Is Social Media Causing A Public Mental Health Crisis?

Nikki Attkisson | Last Updated : July 22, 2021

The red flags just don’t stop showing up when talking about social media.

Amidst the debate, many experts have found that the usage of social media has a strong correlation to negative mental health among young people. They have seen an increase in depression among youngsters since 2012 in connection with the excessive use of social media and an increase in the amount of time spent online.

Is Social Media Causing A Public Mental Health Crisis?

Earlier this year, more than a thousand Americans were surveyed by the Reboot Foundation on their social media usage and a disturbing effect on mental health was found.

Is Social Media Causing A Public Mental Health Crisis

All of this points towards how our social media usage has turned into a health crisis for the public. It is imminent that we need to categorize these platforms as cigarettes and alcohol. Age restrictions and warning labels must be attached, and more research must be undertaken on the long-term health effects.

President Joe Biden said that the misinformation that was running rampant on Facebook related to Covid is putting many people’s lives at risk.

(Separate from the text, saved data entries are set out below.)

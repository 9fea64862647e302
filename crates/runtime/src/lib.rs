//! Async runtime around the hunt rules core.
//!
//! Each encounter and each monster sheet is owned by a background worker;
//! clients drive them through cloneable handles and observe the results on
//! a topic-based event bus. Dice rolling, document persistence and chat
//! notices are host collaborators injected through traits.
//!
//! Modules are organized by responsibility:
//! - [`runtime`] hosts the orchestrator and builder
//! - [`api`] exposes the types downstream clients interact with
//! - [`events`] provides topic-based event bus for flexible event routing
//! - [`roll`] turns weapon profiles into evaluated attack rolls
//! - [`providers`] and [`repository`] ship default collaborator implementations
pub mod api;
pub mod events;
pub mod providers;
pub mod repository;
pub mod roll;
pub mod runtime;

mod workers;

pub use api::{
    CollaboratorError, CombatantUpdate, DocumentStore, EncounterHandle, FormulaEvaluator,
    MonsterHandle, Notice, NoticeKind, Notifier, Result, RollResult, RollVariables, RuntimeError,
};
pub use events::{CombatEvent, Event, EventBus, MonsterEvent, RollEvent, Topic};
pub use providers::{DiceEvaluator, TracingNotifier};
pub use repository::InMemoryDocumentStore;
pub use roll::{AttackRoll, AttackRoller};
pub use runtime::{Runtime, RuntimeBuilder, RuntimeConfig};
pub use workers::MonsterAttack;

The explosion of misinformation is a serious problem, but it is not the only thing that threatens public health. The dangers of social media posts can be likened to misinforming people about the benefits of anti-vaccination.

More than half of the people that were surveyed acknowledged that social media heightened the effects of anxiety, depression, and loneliness. They also mentioned that it worsened their low self-esteem and made it much more difficult to concentrate.

What’s shocking is that despite recognizing these detrimental effects, just a third of the surveyed people said that they are willing to limit their usage of social media. This involves deleting or temporarily suspending their accounts.

It is incredible that even though people know the ill-effects of social media, they’re unwilling to change. If you look closely, it seems like just the case with cigarettes and smokers. We must treat it the same way.

Luckily, it is simple to solve with a digital detox. It would be much more effective if it was done on a society-wide scale.

The use of labels can be more effective than it looks at first glance. If every time someone opened Instagram, a label that said that the platform may be hazardous to your mental health existed, the use of the platform would drastically reduce.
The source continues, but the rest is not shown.